Base form classes

Several form classes are provided with django-registration, covering common cases for gathering account information and implementing common constraints for user registration. These forms were designed with django-registration’s built-in registration workflows in mind, but may also be useful in other situations.

class registration.forms.RegistrationForm

A form for registering an account. This is a subclass of Django’s built-in UserCreationForm, and has the following fields, all of which are required:

username
The username to use for the new account. This is represented as a text input which validates that the username is unique, consists entirely of alphanumeric characters and underscores and is at most 30 characters in length.
email
The email address to use for the new account. This is represented as a text input which accepts email addresses up to 75 characters in length.
password1
The password to use for the new account. This is represented as a password input (input type="password" in the rendered HTML).
password2
The password to use for the new account. This is represented as a password input (input type="password" in the rendered HTML).

Because this is a subclass of Django’s own UserCreationForm, the constraints on usernames and email addresses match those enforced by Django’s default authentication backend for instances of django.contrib.auth.models.User. The repeated entry of the password serves to catch typos.

Note

Unicode usernames

There is one important difference in form behavior depending on the version of Python you’re using. Django’s username validation regex allows a username to contain any word character along with the following set of additional characters: .@+-. However, on Python 2 this regex uses the ASCII flag (since Python 2’s string type is ASCII by default), while on Python 3 it uses the UNICODE flag (since Python 3’s string type is Unicode). This means that usernames containing non-ASCII word characters are only permitted when using Python 3.

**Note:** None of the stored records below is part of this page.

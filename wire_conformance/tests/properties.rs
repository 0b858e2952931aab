/* Properties every generated format must satisfy: round trips, rejection of
 * truncated or extended input, and range enforcement on encode. */

use proptest::collection::vec;
use proptest::prelude::*;
use wire_conformance::arrays::{self, SimpleArray, WordList};
use wire_conformance::nested::{self, Point, Polygon};
use wire_conformance::recursive::{self, Node, NodeNext};
use wire_conformance::socks5::{self, ClientRequest, ClientRequestDestAddr};
use wire_conformance::strings::{self, Greeting};
use wire_conformance::unions::{self, Message, MessagePayload, Tagged};

fn simple_array() -> impl Strategy<Value = SimpleArray> {
    vec(any::<u8>(), 0..64).prop_map(|data| SimpleArray { count: data.len() as u8, data })
}

fn polygon() -> impl Strategy<Value = Polygon> {
    vec((any::<u16>(), any::<u16>()), 0..16).prop_map(|points| Polygon {
        n: points.len() as u8,
        points: points.into_iter().map(|(x, y)| Point { x, y }).collect(),
    })
}

fn dest_addr() -> impl Strategy<Value = (u8, ClientRequestDestAddr)> {
    prop_oneof![
        any::<u32>().prop_map(|ipv4| (1, ClientRequestDestAddr::AtypeIpv4 { ipv4 })),
        vec(any::<u8>(), 0..32).prop_map(|name| {
            (3, ClientRequestDestAddr::AtypeDomainname { len: name.len() as u8, name })
        }),
        any::<[u8; 16]>().prop_map(|ipv6| (4, ClientRequestDestAddr::AtypeIpv6 { ipv6 })),
    ]
}

fn client_request() -> impl Strategy<Value = ClientRequest> {
    (1u8..=3, dest_addr(), any::<u16>()).prop_map(|(command, (atype, dest_addr), dest_port)| ClientRequest {
        version: 5,
        command,
        reserved: 0,
        atype,
        dest_addr,
        dest_port,
    })
}

fn node(depth: usize) -> Node {
    (0..depth).fold(Node { value: 0, more: 0, next: NodeNext::Case0 }, |child, level| Node {
        value: level as u8 + 1,
        more: 1,
        next: NodeNext::Case1 { child: Box::new(child) },
    })
}

proptest! {
    #[test]
    fn simple_array_round_trips(value in simple_array()) {
        let bytes = value.encode().unwrap();
        prop_assert_eq!(bytes.len(), value.data.len() + 1);
        let (decoded, rest) = SimpleArray::decode(&bytes).unwrap();
        prop_assert_eq!(decoded, value);
        prop_assert!(rest.is_empty());
    }

    #[test]
    fn simple_array_rejects_prefixes(value in simple_array()) {
        let bytes = value.encode().unwrap();
        for len in 0..bytes.len() {
            prop_assert_eq!(SimpleArray::decode(&bytes[..len]), Err(arrays::Error::TruncatedInput));
        }
    }

    #[test]
    fn simple_array_rejects_trailing_bytes(value in simple_array()) {
        let mut bytes = value.encode().unwrap();
        bytes.push(0);
        prop_assert_eq!(SimpleArray::parse(&bytes), Err(arrays::Error::TrailingData));
    }

    #[test]
    fn simple_array_count_must_match(data in vec(any::<u8>(), 0..16), count in any::<u8>()) {
        prop_assume!(count as usize != data.len());
        let value = SimpleArray { count, data };
        prop_assert_eq!(value.encode(), Err(arrays::Error::LengthConstraintViolation));
    }

    #[test]
    fn word_list_round_trips(words in vec(any::<u16>(), 0..32)) {
        let value = WordList { n: words.len() as u8, words };
        let bytes = value.encode().unwrap();
        prop_assert_eq!(WordList::parse(&bytes).unwrap(), value);
    }

    #[test]
    fn greeting_round_trips(text in "[a-zA-Z0-9 ]{0,32}", tail in any::<u8>()) {
        let value = Greeting { text, tail };
        let mut bytes = value.encode().unwrap();
        prop_assert_eq!(Greeting::parse(&bytes).unwrap(), value);

        bytes.push(0);
        prop_assert_eq!(Greeting::parse(&bytes), Err(strings::Error::TrailingData));
    }

    #[test]
    fn polygon_round_trips_and_rejects_prefixes(value in polygon()) {
        let bytes = value.encode().unwrap();
        prop_assert_eq!(Polygon::parse(&bytes).unwrap(), value);
        for len in 0..bytes.len() {
            prop_assert_eq!(Polygon::decode(&bytes[..len]), Err(nested::Error::TruncatedInput));
        }
    }

    #[test]
    fn client_request_round_trips(value in client_request()) {
        let mut bytes = value.encode().unwrap();
        let (decoded, rest) = ClientRequest::decode(&bytes).unwrap();
        prop_assert_eq!(&decoded, &value);
        prop_assert!(rest.is_empty());

        for len in 0..bytes.len() {
            prop_assert_eq!(ClientRequest::decode(&bytes[..len]), Err(socks5::Error::TruncatedInput));
        }

        bytes.push(0);
        prop_assert_eq!(ClientRequest::parse(&bytes), Err(socks5::Error::TrailingData));
    }

    #[test]
    fn client_request_command_is_enforced(value in client_request(), command in 4u8..=255) {
        let invalid = ClientRequest { command, ..value };
        prop_assert_eq!(invalid.encode(), Err(socks5::Error::ConstraintViolation));
    }

    #[test]
    fn client_request_version_is_enforced(value in client_request(), version in any::<u8>()) {
        prop_assume!(version != 5);
        let invalid = ClientRequest { version, ..value };
        prop_assert_eq!(invalid.encode(), Err(socks5::Error::ConstraintViolation));
    }

    #[test]
    fn tagged_rejects_unknown_tags(tag in 3u8..=255, byte in any::<u8>()) {
        let unknown = [tag, byte];
        prop_assert_eq!(Tagged::decode(&unknown), Err(unions::Error::DisallowedCase));
        let disallowed = [0, byte];
        prop_assert_eq!(Tagged::decode(&disallowed), Err(unions::Error::DisallowedCase));
    }

    #[test]
    fn message_numbers_round_trip(tag in prop_oneof![2u8..=4, Just(9u8)], numbers in vec(any::<u16>(), 0..32), checksum in any::<u8>()) {
        let value = Message {
            r#type: tag,
            len: (numbers.len() * 2) as u8,
            payload: MessagePayload::Group1 { numbers },
            checksum,
        };
        let bytes = value.encode().unwrap();
        prop_assert_eq!(Message::parse(&bytes).unwrap(), value);
    }

    #[test]
    fn node_chains_round_trip(depth in 0usize..16) {
        let value = node(depth);
        let bytes = value.encode().unwrap();
        prop_assert_eq!(bytes.len(), 2 * (depth + 1));
        prop_assert_eq!(Node::parse(&bytes).unwrap(), value);

        let prefix = &bytes[..bytes.len() - 1];
        prop_assert_eq!(Node::decode(prefix), Err(recursive::Error::TruncatedInput));
    }
}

The validation error for mismatched passwords is attached to the password2 field. This is a backwards-incompatible change from django-registration 1.0.

Note

Validation of usernames

Because it’s a subclass of Django’s UserCreationForm, RegistrationForm will inherit the base validation defined by Django. It also adds a custom clean() method which applies one custom validator: ReservedNameValidator. See the documentation for ReservedNameValidator for notes on why it exists and how to customize its behavior.

class registration.forms.RegistrationFormTermsOfService

A subclass of RegistrationForm which adds one additional, required field:

tos
A checkbox indicating agreement to the site’s terms of service/user agreement.
class registration.forms.RegistrationFormUniqueEmail

A subclass of RegistrationForm which enforces uniqueness of email addresses in addition to uniqueness of usernames.

class registration.forms.RegistrationFormNoFreeEmail

A subclass of RegistrationForm which disallows registration using addresses from some common free email providers. This can, in some cases, cut down on automated registration by spambots.

By default, the following domains are disallowed for email addresses:

  • aim.com
  • aol.com
  • email.com
  • gmail.com
  • googlemail.com
  • hotmail.com
  • hushmail.com
  • msn.com
  • mail.ru
  • mailinator.com
  • live.com
  • yahoo.com

To change this, subclass this form and set the class attribute bad_domains to a list of domains you wish to disallow.